ASSIGNMENT: Below are the entries to work from; restate word for word the portion that opens with the line containing "Error::UsageError(Cow::Owned(msg))" and closes with the line containing "value type error", keeping both.

Records contained in a dataset:
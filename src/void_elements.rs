//! Void element lookup
//!
//! Void elements have no content model: they never take children and are
//! never given a closing tag.

/// Tag names of the HTML void elements
pub const VOID_ELEMENTS: &[&str] = &[
    "area", "base", "br", "col", "embed", "hr", "img", "input", "link", "menuitem", "meta",
    "param", "source", "track", "wbr",
];

/// Check whether `tag_name` names a void element (ASCII case-insensitive)
pub fn is_void_element(tag_name: &str) -> bool {
    VOID_ELEMENTS
        .iter()
        .any(|void| void.eq_ignore_ascii_case(tag_name))
}
//! Error handling for html-stream
//!
//! This module provides the error type shared by every stage of the pipeline.
//! Streams produced by this crate yield `Result<T, Error>` items and end after
//! the first `Err`, so a failed document always carries exactly one terminal
//! error.
//!
//! # Error Types
//!
//! - [`Error::UsageError`] - malformed `create_element` calls, reported synchronously
//! - [`Error::AttributeNameError`] - attribute names with illegal characters
//! - [`Error::AttributeValueTypeError`] - attribute values that are neither strings nor booleans
//! - [`Error::UpstreamError`] - failures from caller-supplied futures and streams
//! - [`Error::InvariantViolation`] - malformed token streams reaching the serializer
//! - [`Error::IoError`] - failures while writing output to a sink
//!
//! # Usage
//!
//! ```rust,ignore
//! use html_stream::{create_element, Error};
//!
//! match create_element("br", None, vec!["text".into()]) {
//!     Err(Error::UsageError(msg)) => println!("Bad call: {}", msg),
//!     Err(err) => println!("Other error: {}", err),
//!     Ok(stream) => { /* consume */ }
//! }
//! ```
//!
//! Partial output received before an error must be discarded by the caller.

use std::borrow::Cow;
use thiserror::Error;

/// Error type for all html-stream operations
#[derive(Error, Debug)]
pub enum Error {
    /// Malformed call shape
    ///
    /// Returned synchronously by `create_element`, for example when a void
    /// element is given children or a fragment is given attributes.
    #[error("Usage error: {0}")]
    UsageError(Cow<'static, str>),

    /// Attribute name contains a control, a noncharacter, or one of
    /// space, `"`, `'`, `>`, `/`, `=`
    #[error("Attribute name `{0}` contains one or more invalid characters")]
    AttributeNameError(String),

    /// Attribute value resolved to something other than a string or boolean
    #[error("Attribute value for `{name}` has invalid type ({observed})")]
    AttributeValueTypeError {
        name: String,
        observed: Cow<'static, str>,
    },

    /// Failure reported by a caller-supplied future or stream
    #[error("Upstream error: {0}")]
    UpstreamError(#[source] Box<dyn std::error::Error + Send + Sync>),

    /// Token stream broke the serializer's nesting invariant
    ///
    /// This indicates a defect in the token producer, not a recoverable
    /// condition.
    #[error("Invariant violation: {0}")]
    InvariantViolation(Cow<'static, str>),

    /// Writing serialized output failed
    #[error("IO error: {0}")]
    IoError(#[from] std::io::Error),
}

impl Error {
    /// Create a usage error with a static string
    pub fn usage_static(msg: &'static str) -> Self {
        Error::UsageError(Cow::Borrowed(msg))
    }

    /// Create a usage error with an owned string
    pub fn usage_owned(msg: String) -> Self {
        Error::UsageError(Cow::Owned(msg))
    }

    /// Create an invariant violation with a static string
    pub fn invariant_static(msg: &'static str) -> Self {
        Error::InvariantViolation(Cow::Borrowed(msg))
    }

    /// Create an attribute value type error
    pub fn attribute_value_type(name: &str, observed: &'static str) -> Self {
        Error::AttributeValueTypeError {
            name: name.to_string(),
            observed: Cow::Borrowed(observed),
        }
    }

    /// Wrap a foreign error from a deferred value or upstream stream
    ///
    /// ```rust,ignore
    /// use html_stream::{Child, Error};
    ///
    /// let child = Child::deferred(async {
    ///     let body = fetch_body().await.map_err(Error::upstream)?;
    ///     Ok(Child::from(body))
    /// });
    /// ```
    pub fn upstream<E>(err: E) -> Self
    where
        E: std::error::Error + Send + Sync + 'static,
    {
        Error::UpstreamError(Box::new(err))
    }
}

/// Result type alias for html-stream operations
pub type Result<T> = std::result::Result<T, Error>;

RESPONSE:
        Error::UsageError(Cow::Owned(msg))
    }

    /// Create an invariant violation with a static string
    pub fn invariant_static(msg: &'static str) -> Self {
        Error::InvariantViolation(Cow::Borrowed(msg))
    }

    /// Create an attribute value type error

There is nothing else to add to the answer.